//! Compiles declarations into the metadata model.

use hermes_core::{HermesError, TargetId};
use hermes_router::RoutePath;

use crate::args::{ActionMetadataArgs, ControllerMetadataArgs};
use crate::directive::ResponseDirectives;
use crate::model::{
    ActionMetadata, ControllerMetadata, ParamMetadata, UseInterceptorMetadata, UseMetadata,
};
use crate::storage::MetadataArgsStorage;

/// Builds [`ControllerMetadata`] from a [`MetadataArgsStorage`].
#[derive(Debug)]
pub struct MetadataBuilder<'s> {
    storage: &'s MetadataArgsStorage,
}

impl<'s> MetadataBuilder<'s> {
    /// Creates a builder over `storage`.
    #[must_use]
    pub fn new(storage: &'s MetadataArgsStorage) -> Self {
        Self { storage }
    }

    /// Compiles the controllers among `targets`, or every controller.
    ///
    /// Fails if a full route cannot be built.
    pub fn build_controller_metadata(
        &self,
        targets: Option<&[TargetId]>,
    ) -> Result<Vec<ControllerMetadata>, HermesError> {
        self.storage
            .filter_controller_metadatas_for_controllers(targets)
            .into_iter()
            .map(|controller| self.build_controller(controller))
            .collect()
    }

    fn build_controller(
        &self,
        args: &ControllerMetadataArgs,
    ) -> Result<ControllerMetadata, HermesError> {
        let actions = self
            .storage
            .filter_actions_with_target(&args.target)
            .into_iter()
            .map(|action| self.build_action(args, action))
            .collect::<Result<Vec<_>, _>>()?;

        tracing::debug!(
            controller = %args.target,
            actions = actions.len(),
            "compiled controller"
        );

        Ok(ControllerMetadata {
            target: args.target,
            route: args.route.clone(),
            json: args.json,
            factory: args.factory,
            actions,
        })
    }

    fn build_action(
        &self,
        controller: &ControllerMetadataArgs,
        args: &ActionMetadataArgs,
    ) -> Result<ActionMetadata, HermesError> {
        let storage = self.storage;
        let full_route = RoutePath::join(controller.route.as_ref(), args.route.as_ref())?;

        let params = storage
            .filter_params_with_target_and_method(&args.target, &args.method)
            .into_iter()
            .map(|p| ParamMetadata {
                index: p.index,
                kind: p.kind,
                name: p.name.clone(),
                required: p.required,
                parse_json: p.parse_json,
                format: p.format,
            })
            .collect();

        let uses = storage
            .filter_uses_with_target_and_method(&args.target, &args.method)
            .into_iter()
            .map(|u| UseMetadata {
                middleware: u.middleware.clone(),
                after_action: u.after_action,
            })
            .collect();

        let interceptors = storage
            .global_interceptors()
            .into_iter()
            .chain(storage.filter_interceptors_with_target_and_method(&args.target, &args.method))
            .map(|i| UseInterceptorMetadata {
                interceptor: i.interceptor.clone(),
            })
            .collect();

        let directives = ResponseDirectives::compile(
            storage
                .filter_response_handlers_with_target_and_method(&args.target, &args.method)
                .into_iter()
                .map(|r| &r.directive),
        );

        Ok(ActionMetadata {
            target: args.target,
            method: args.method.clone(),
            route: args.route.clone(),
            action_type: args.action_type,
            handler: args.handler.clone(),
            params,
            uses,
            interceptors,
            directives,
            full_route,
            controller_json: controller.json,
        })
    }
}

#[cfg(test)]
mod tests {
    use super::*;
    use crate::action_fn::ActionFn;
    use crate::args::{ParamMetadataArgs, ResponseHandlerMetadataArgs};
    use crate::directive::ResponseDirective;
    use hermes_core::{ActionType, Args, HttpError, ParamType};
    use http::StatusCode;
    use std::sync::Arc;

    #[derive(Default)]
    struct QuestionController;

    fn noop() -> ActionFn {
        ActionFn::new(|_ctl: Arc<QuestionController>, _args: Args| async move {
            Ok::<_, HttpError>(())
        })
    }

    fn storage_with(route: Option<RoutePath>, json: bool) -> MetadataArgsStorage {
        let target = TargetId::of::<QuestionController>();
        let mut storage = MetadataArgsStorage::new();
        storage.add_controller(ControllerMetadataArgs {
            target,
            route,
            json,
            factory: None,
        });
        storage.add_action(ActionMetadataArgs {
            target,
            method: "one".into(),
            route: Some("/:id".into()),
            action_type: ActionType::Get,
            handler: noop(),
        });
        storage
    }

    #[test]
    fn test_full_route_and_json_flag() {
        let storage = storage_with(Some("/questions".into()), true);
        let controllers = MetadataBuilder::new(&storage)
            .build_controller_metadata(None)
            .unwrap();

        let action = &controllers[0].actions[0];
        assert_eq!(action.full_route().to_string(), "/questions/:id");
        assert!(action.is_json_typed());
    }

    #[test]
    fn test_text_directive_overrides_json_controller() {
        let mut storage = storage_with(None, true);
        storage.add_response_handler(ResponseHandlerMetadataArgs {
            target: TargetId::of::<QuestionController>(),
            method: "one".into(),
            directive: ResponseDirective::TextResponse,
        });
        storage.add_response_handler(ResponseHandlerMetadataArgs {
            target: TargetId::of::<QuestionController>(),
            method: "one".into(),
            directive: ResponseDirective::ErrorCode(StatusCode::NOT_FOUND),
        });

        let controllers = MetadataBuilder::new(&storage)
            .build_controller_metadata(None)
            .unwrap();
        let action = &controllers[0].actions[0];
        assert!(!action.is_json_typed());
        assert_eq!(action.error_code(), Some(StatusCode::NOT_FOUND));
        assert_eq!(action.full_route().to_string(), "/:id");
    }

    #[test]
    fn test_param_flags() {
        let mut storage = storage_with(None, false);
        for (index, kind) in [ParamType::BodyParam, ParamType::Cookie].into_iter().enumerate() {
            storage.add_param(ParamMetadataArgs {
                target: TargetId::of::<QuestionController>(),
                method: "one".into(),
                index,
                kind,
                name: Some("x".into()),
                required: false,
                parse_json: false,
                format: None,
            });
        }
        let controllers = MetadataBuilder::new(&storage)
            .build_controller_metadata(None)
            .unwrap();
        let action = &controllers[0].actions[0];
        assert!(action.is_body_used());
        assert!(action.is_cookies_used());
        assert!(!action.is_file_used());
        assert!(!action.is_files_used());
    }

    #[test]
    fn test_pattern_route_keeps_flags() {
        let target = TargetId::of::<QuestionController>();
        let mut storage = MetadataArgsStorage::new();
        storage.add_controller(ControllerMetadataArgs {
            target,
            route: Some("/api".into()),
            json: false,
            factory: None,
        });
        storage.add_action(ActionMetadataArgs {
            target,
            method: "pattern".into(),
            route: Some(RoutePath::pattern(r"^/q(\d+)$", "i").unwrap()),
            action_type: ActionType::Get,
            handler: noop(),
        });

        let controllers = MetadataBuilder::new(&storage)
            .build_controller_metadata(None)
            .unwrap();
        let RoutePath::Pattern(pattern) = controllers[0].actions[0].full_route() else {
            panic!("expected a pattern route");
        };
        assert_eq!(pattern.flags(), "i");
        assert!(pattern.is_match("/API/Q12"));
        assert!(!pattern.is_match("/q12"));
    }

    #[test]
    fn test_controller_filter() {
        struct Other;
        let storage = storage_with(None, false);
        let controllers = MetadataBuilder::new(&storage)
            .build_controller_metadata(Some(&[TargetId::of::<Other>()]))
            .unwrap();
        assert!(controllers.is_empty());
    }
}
+===+
_Exercise details_
Nothing in the data should be left out when you retype it exactly.

_Answer area_
//! Compiles declarations into the metadata model.

use hermes_core::{HermesError, TargetId};
use hermes_router::RoutePath;

use crate::args::{ActionMetadataArgs, ControllerMetadataArgs};
use crate::directive::ResponseDirectives;
use crate::model::{
    ActionMetadata, ControllerMetadata, ParamMetadata, UseInterceptorMetadata, UseMetadata,
};
use crate::storage::MetadataArgsStorage;

/// Builds [`ControllerMetadata`] from a [`MetadataArgsStorage`].
#[derive(Debug)]
pub struct MetadataBuilder<'s> {
    storage: &'s MetadataArgsStorage,
}

impl<'s> MetadataBuilder<'s> {
    /// Creates a builder over `storage`.
    #[must_use]
    pub fn new(storage: &'s MetadataArgsStorage) -> Self {
        Self { storage }
    }

    /// Compiles the controllers among `targets`, or every controller.
    ///
    /// Fails if a full route cannot be built.
    pub fn build_controller_metadata(
        &self,
        targets: Option<&[TargetId]>,
    ) -> Result<Vec<ControllerMetadata>, HermesError> {
        self.storage
            .filter_controller_metadatas_for_controllers(targets)
            .into_iter()
            .map(|controller| self.build_controller(controller))
            .collect()
    }

    fn build_controller(
        &self,
        args: &ControllerMetadataArgs,
    ) -> Result<ControllerMetadata, HermesError> {
        let actions = self
            .storage
            .filter_actions_with_target(&args.target)
            .into_iter()
            .map(|action| self.build_action(args, action))
            .collect::<Result<Vec<_>, _>>()?;

        tracing::debug!(
            controller = %args.target,
            actions = actions.len(),
            "compiled controller"
        );

        Ok(ControllerMetadata {
            target: args.target,
            route: args.route.clone(),
            json: args.json,
            factory: args.factory,
            actions,
        })
    }

    fn build_action(
        &self,
        controller: &ControllerMetadataArgs,
        args: &ActionMetadataArgs,
    ) -> Result<ActionMetadata, HermesError> {
        let storage = self.storage;
        let full_route = RoutePath::join(controller.route.as_ref(), args.route.as_ref())?;

        let params = storage
            .filter_params_with_target_and_method(&args.target, &args.method)
            .into_iter()
            .map(|p| ParamMetadata {
                index: p.index,
                kind: p.kind,
                name: p.name.clone(),
                required: p.required,
                parse_json: p.parse_json,
                format: p.format,
            })
            .collect();

        let uses = storage
            .filter_uses_with_target_and_method(&args.target, &args.method)
            .into_iter()
            .map(|u| UseMetadata {
                middleware: u.middleware.clone(),
                after_action: u.after_action,
            })
            .collect();

        let interceptors = storage
            .global_interceptors()
            .into_iter()
            .chain(storage.filter_interceptors_with_target_and_method(&args.target, &args.method))
            .map(|i| UseInterceptorMetadata {
                interceptor: i.interceptor.clone(),
            })
            .collect();

        let directives = ResponseDirectives::compile(
            storage
                .filter_response_handlers_with_target_and_method(&args.target, &args.method)
                .into_iter()
                .map(|r| &r.directive),
        );

        Ok(ActionMetadata {
            target: args.target,
            method: args.method.clone(),
            route: args.route.clone(),
            action_type: args.action_type,
            handler: args.handler.clone(),
            params,
            uses,
            interceptors,
            directives,
            full_route,
            controller_json: controller.json,
        })
    }
}

#[cfg(test)]
mod tests {
    use super::*;
    use crate::action_fn::ActionFn;
    use crate::args::{ParamMetadataArgs, ResponseHandlerMetadataArgs};
    use crate::directive::ResponseDirective;
    use hermes_core::{ActionType, Args, HttpError, ParamType};
    use http::StatusCode;
    use std::sync::Arc;

    #[derive(Default)]
    struct QuestionController;

    fn noop() -> ActionFn {
        ActionFn::new(|_ctl: Arc<QuestionController>, _args: Args| async move {
            Ok::<_, HttpError>(())
        })
    }

    fn storage_with(route: Option<RoutePath>, json: bool) -> MetadataArgsStorage {
        let target = TargetId::of::<QuestionController>();
        let mut storage = MetadataArgsStorage::new();
        storage.add_controller(ControllerMetadataArgs {
            target,
            route,
            json,
            factory: None,
        });
        storage.add_action(ActionMetadataArgs {
            target,
            method: "one".into(),
            route: Some("/:id".into()),
            action_type: ActionType::Get,
            handler: noop(),
        });
        storage
    }

    #[test]
    fn test_full_route_and_json_flag() {
        let storage = storage_with(Some("/questions".into()), true);
        let controllers = MetadataBuilder::new(&storage)
            .build_controller_metadata(None)
            .unwrap();

        let action = &controllers[0].actions[0];
        assert_eq!(action.full_route().to_string(), "/questions/:id");
        assert!(action.is_json_typed());
    }

    #[test]
    fn test_text_directive_overrides_json_controller() {
        let mut storage = storage_with(None, true);
        storage.add_response_handler(ResponseHandlerMetadataArgs {
            target: TargetId::of::<QuestionController>(),
            method: "one".into(),
            directive: ResponseDirective::TextResponse,
        });
        storage.add_response_handler(ResponseHandlerMetadataArgs {
            target: TargetId::of::<QuestionController>(),
            method: "one".into(),
            directive: ResponseDirective::ErrorCode(StatusCode::NOT_FOUND),
        });

        let controllers = MetadataBuilder::new(&storage)
            .build_controller_metadata(None)
            .unwrap();
        let action = &controllers[0].actions[0];
        assert!(!action.is_json_typed());
        assert_eq!(action.error_code(), Some(StatusCode::NOT_FOUND));
        assert_eq!(action.full_route().to_string(), "/:id");
    }

    #[test]
    fn test_param_flags() {
        let mut storage = storage_with(None, false);
        for (index, kind) in [ParamType::BodyParam, ParamType::Cookie].into_iter().enumerate() {
            storage.add_param(ParamMetadataArgs {
                target: TargetId::of::<QuestionController>(),
                method: "one".into(),
                index,
                kind,
                name: Some("x".into()),
                required: false,
                parse_json: false,
                format: None,
            });
        }
        let controllers = MetadataBuilder::new(&storage)
            .build_controller_metadata(None)
            .unwrap();
        let action = &controllers[0].actions[0];
        assert!(action.is_body_used());
        assert!(action.is_cookies_used());
        assert!(!action.is_file_used());
        assert!(!action.is_files_used());
    }

    #[test]
    fn test_pattern_route_keeps_flags() {
        let target = TargetId::of::<QuestionController>();
        let mut storage = MetadataArgsStorage::new();
        storage.add_controller(ControllerMetadataArgs {
            target,
            route: Some("/api".into()),
            json: false,
            factory: None,
        });
        storage.add_action(ActionMetadataArgs {
            target,
            method: "pattern".into(),
            route: Some(RoutePath::pattern(r"^/q(\d+)$", "i").unwrap()),
            action_type: ActionType::Get,
            handler: noop(),
        });

        let controllers = MetadataBuilder::new(&storage)
            .build_controller_metadata(None)
            .unwrap();
        let RoutePath::Pattern(pattern) = controllers[0].actions[0].full_route() else {
            panic!("expected a pattern route");
        };
        assert_eq!(pattern.flags(), "i");
        assert!(pattern.is_match("/API/Q12"));
        assert!(!pattern.is_match("/q12"));
    }

    #[test]
    fn test_controller_filter() {
        struct Other;
        let storage = storage_with(None, false);
        let controllers = MetadataBuilder::new(&storage)
            .build_controller_metadata(Some(&[TargetId::of::<Other>()]))
            .unwrap();
        assert!(controllers.is_empty());
    }
}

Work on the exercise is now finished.